3. Automate your finances
Certified Public Accountant Riley Adams, who also writes at Young and the Invested, says that your 40s are a good time to try to automate your investments if you haven’t already. With more automation and money moving on its own, you’re less likely to spend money on stuff you don’t need or end up in a situation where you’re inflating your lifestyle as your income grows.
“To protect yourself from yourself, learn to establish automated financial transactions to handle your money moves each paycheck,” he says. “Doing so takes the hassle out of your hands and also puts your money to better use.”
For example, you could set up an automatic bank transfer so a specific amount of money is transferred to a high-yield savings account every month. Or, you can set up automatic deposits into a brokerage account. Boosting your retirement savings in a workplace account can also be considered automation since the money is taken out of your paycheck automatically and invested on your behalf. (See also: 5 Ways to Automate Your Finances)
4. Purchase insurance based on your future finances
Financial planner Brenton Harrison of Henderson Financial Group says that, by your 40th birthday, you should also have your insurance needs squared away. However, you should strive to think of your insurance needs in future tense.

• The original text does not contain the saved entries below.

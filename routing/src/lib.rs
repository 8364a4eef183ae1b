//! windfarm-routing : resolves turbine telemetry to property aliases and forks it
//! between a buffered batch sink and a time-series sink

// crate-specific lint exceptions:
#![allow(clippy::missing_errors_doc)]

pub mod alias_map;
pub mod alias_map_builder;
pub mod alias_map_cache;
pub mod artifact_store;
pub mod asset_catalog;
pub mod dispatch_schedule;
pub mod provisioning;
pub mod record;
pub mod router;
pub mod routing_policy;
pub mod sinks;
pub mod sitewise_catalog;

/// Fixed key of the alias map artifact, relative to the artifact store root.
pub const ALIAS_MAP_KEY: &str = "mapping.json";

“It’s tempting to determine your needs based on your current income and net worth,” he says. “But for many people, their 40s are their peak earning years, meaning that the insurance needs you have before 40 might not be enough as your career progresses.”
Harrison suggests sitting down and thinking about where you’d like to go in your career and where you plan to be financially in 10 years. From there, buy insurance based on that financial picture.
“If you know you can and will achieve a certain level of success, don’t wait until you’ve reached it to start planning,” he says.
While the types of insurance you’ll need vary depending on your situation, think beyond the basics like homeowner’s and auto insurance. For example, you may want to buy an umbrella insurance policy that extends your coverage limits in certain cases.
Also, make sure to get proper life insurance coverage,” says financial planner Luis Rosa.
“If you have a family or are planning on having one in the near future, it is crucial to make sure that they are protected,” he says. And you’re much more likely to qualify for the coverage you need at a price you can afford when you’re in your 40s (or before) and still relatively healthy.
5. Build an emergency fund
If you’ve struggled with your finances over the years and dealt with credit card debt multiple times, chances are good it’s because you don’t have an emergency fund. While any amount saved is better than nothing, most experts suggest keeping a separate fund for emergency expenses or job loss that’s stocked with three to six months of expenses or more.
You never know what kind of roadblocks life will throw your way, but you’ll be prepared for almost anything if you have savings set aside. And if you can’t save six months of expenses, it’s still best to start somewhere — even if you can only squirrel away a few thousand dollars.
Put your savings in an interest-bearing account and keep adding to it, and you’ll eventually get there.